There is recognition in Montpelier that we cannot tax our way out of this $113 million bind – incomes aren’t increasing fast enough to make that solution sustainable. At the same time, whacking $113 million of spending out of a $1.4 billion budget that is primarily directed at growing human service needs is not only unrealistic, it’s draconian.
The budget package the House settled on closed the budget gap with $54 million in long term spending cuts, $35 million in tax increases, and $23 million of reserve drawdowns and one time funds. Regarding the spending cuts included in this budget, an understandable reaction would be that, surely in a $1.4 billion budget there’s plenty of easy cuts. There’s not. As evidence I would offer the things that wound up on the cutting room floor: $6 million of low-income heating assistance, funding for various mental health and autism programs, $1.7 million for the Dept. of Children & Families Reach Up program, $1 million of developmental disabilities funding, $1.7 million for 911 call centers, a 50% reduction in state funding for VT public television, and $10.8 million in anticipated cuts from state employee labor costs.
The tax increases in the budget package were contained in two proposed changes to VT’s tax code. The first eliminates the tax deduction for prior year VT state tax payments. Vermont is one of a dwindling number of states that allows taxpayers to reduce this year’s tax bill based on what they paid last year. This tax deduction is only available to folks who itemize their deductions, which is less than 30% of filers in VT. The second proposed change caps allowable tax deductions at 2.5x the federal standard deduction. For married filers, this caps state income tax deductions at $31,500. Less than 7% of VT income tax filers have deductions exceeding $31,500. For those that do, those deductions are most typically generated from large mortgage interest expense and from significant contributions to charitable organizations. Even in capping tax deductions, Vermont would be more tax-friendly than many states. Massachusetts, Rhode Island, and Connecticut allow no federal deductions on their state income taxes. Maine caps deductions at $18,000 for married filers. (NH has no deductions; nor do they have an income tax.)
I supported the bills to close the $113 million budget gap, not because I liked the fixes. No one wants to cut needed services or raise taxes. The Appropriations and Ways & Means Committees focused cuts on fast growing programs where they felt the least damage would be done. Tax increases were focused on the faster growing income segments. No doubt next year will also be a tough budget year, though with this year’s efforts I am hoping for an alligator with a mouth less agape.
Some pictures to share with you this week.
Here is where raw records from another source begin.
//! Section routes

use super::{ApiJson, ApiPath};
use crate::app::AppState;
use crate::database::{CreateSectionRequest, Section, UpdateSectionRequest};
use crate::error::Result;
use axum::extract::State;
use axum::http::StatusCode;
use axum::routing::{patch, post};
use axum::{Json, Router};

pub fn routes() -> Router<AppState> {
    Router::new()
        .route("/curriculums/{id}/sections", post(create_section))
        .route("/sections/{id}", patch(update_section).delete(delete_section))
}

async fn create_section(
    State(state): State<AppState>,
    ApiPath(curriculum_id): ApiPath<i64>,
    ApiJson(req): ApiJson<CreateSectionRequest>,
) -> Result<(StatusCode, Json<Section>)> {
    let section = state.curriculums.create_section(curriculum_id, req).await?;
    Ok((StatusCode::CREATED, Json(section)))
}

async fn update_section(
    State(state): State<AppState>,
    ApiPath(id): ApiPath<i64>,
    ApiJson(req): ApiJson<UpdateSectionRequest>,
) -> Result<Json<Section>> {
    Ok(Json(state.curriculums.update_section(id, req).await?))
}

async fn delete_section(
    State(state): State<AppState>,
    ApiPath(id): ApiPath<i64>,
) -> Result<StatusCode> {
    state.curriculums.delete_section(id).await?;
    Ok(StatusCode::NO_CONTENT)
}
The photo was sent to me by Andrea Nolon who helped chaperone Becky French and Rick Wilson’s Marion Cross 4th grade classes. Here I’m speaking with the students in the House chamber pointing to where all the power resides (in the Speaker's chair).
This is a picture I took of Janis Boulbol's 6th grade class from Sharon Elementary viewing the enormous painting of the Battle of Cedar Creek in the Cedar Creek Room at the State House. The students had great questions – do you raise your hand to speak? how do you vote? do you have to wear a tie? do you get paid to do this? how do you pick your seat?
This final picture is from an x-ray of the broken PIP joint in my little finger which happened in a recent basketball game with the Majority Leader and the Chairman of the Education Committee. It probably was a clean play, but I’ll always have a glimmer of doubt as to whether my vote against the education bill (H.361) played a role.